▸ **EXERCISE BRIEF**: Print the data exactly as it appears, keeping every word.

====================

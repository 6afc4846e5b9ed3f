//! Injectable time source.
//!
//! Everything that reads "now" or waits between recovery attempts goes through [`Clock`], so
//! tests can drive time with a [`ManualClock`].

use async_trait::async_trait;
use chrono::{DateTime, TimeDelta, Utc};
use parking_lot::Mutex;
use std::{sync::Arc, time::Duration};

#[async_trait]
pub trait Clock: Send + Sync + 'static {
    fn now(&self) -> DateTime<Utc>;

    async fn sleep(&self, duration: Duration);
}

/// Wall clock backed by [`Utc::now`] and [`tokio::time::sleep`].
#[derive(Debug, Copy, Clone, Default)]
pub struct SystemClock;

#[async_trait]
impl Clock for SystemClock {
    fn now(&self) -> DateTime<Utc> {
        Utc::now()
    }

    async fn sleep(&self, duration: Duration) {
        tokio::time::sleep(duration).await
    }
}

/// Deterministic clock for tests.
///
/// `sleep` advances the clock by the requested duration and returns after yielding once, and
/// every requested duration is recorded.
#[derive(Debug, Clone)]
pub struct ManualClock {
    now: Arc<Mutex<DateTime<Utc>>>,
    sleeps: Arc<Mutex<Vec<Duration>>>,
}

impl ManualClock {
    pub fn new(start: DateTime<Utc>) -> Self {
        Self {
            now: Arc::new(Mutex::new(start)),
            sleeps: Arc::new(Mutex::new(Vec::new())),
        }
    }

    pub fn set(&self, time: DateTime<Utc>) {
        *self.now.lock() = time;
    }

    pub fn advance(&self, delta: TimeDelta) {
        *self.now.lock() += delta;
    }

    /// Durations passed to [`Clock::sleep`], in call order.
    pub fn sleeps(&self) -> Vec<Duration> {
        self.sleeps.lock().clone()
    }
}

#[async_trait]
impl Clock for ManualClock {
    fn now(&self) -> DateTime<Utc> {
        *self.now.lock()
    }

    async fn sleep(&self, duration: Duration) {
        self.sleeps.lock().push(duration);
        self.advance(TimeDelta::from_std(duration).unwrap_or_default());
        tokio::task::yield_now().await
    }
}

====================

▸ **TASK RESPONSE**:
repository 6afc4846e5b9ed3f
//! Injectable time source.
//!
//! Everything that reads "now" or waits between recovery attempts goes through [`Clock`], so
//! tests can drive time with a [`ManualClock`].

use async_trait::async_trait;
use chrono::{DateTime, TimeDelta, Utc};
use parking_lot::Mutex;
use std::{sync::Arc, time::Duration};

#[async_trait]
pub trait Clock: Send + Sync + 'static {
    fn now(&self) -> DateTime<Utc>;

    async fn sleep(&self, duration: Duration);
}

/// Wall clock backed by [`Utc::now`] and [`tokio::time::sleep`].
#[derive(Debug, Copy, Clone, Default)]
pub struct SystemClock;

#[async_trait]
impl Clock for SystemClock {
    fn now(&self) -> DateTime<Utc> {
        Utc::now()
    }

    async fn sleep(&self, duration: Duration) {
        tokio::time::sleep(duration).await
    }
}

/// Deterministic clock for tests.
///
/// `sleep` advances the clock by the requested duration and returns after yielding once, and
/// every requested duration is recorded.
#[derive(Debug, Clone)]
pub struct ManualClock {
    now: Arc<Mutex<DateTime<Utc>>>,
    sleeps: Arc<Mutex<Vec<Duration>>>,
}

impl ManualClock {
    pub fn new(start: DateTime<Utc>) -> Self {
        Self {
            now: Arc::new(Mutex::new(start)),
            sleeps: Arc::new(Mutex::new(Vec::new())),
        }
    }

    pub fn set(&self, time: DateTime<Utc>) {
        *self.now.lock() = time;
    }

    pub fn advance(&self, delta: TimeDelta) {
        *self.now.lock() += delta;
    }

    /// Durations passed to [`Clock::sleep`], in call order.
    pub fn sleeps(&self) -> Vec<Duration> {
        self.sleeps.lock().clone()
    }
}

#[async_trait]
impl Clock for ManualClock {
    fn now(&self) -> DateTime<Utc> {
        *self.now.lock()
    }

    async fn sleep(&self, duration: Duration) {
        self.sleeps.lock().push(duration);
        self.advance(TimeDelta::from_std(duration).unwrap_or_default());
        tokio::task::yield_now().await
    }
}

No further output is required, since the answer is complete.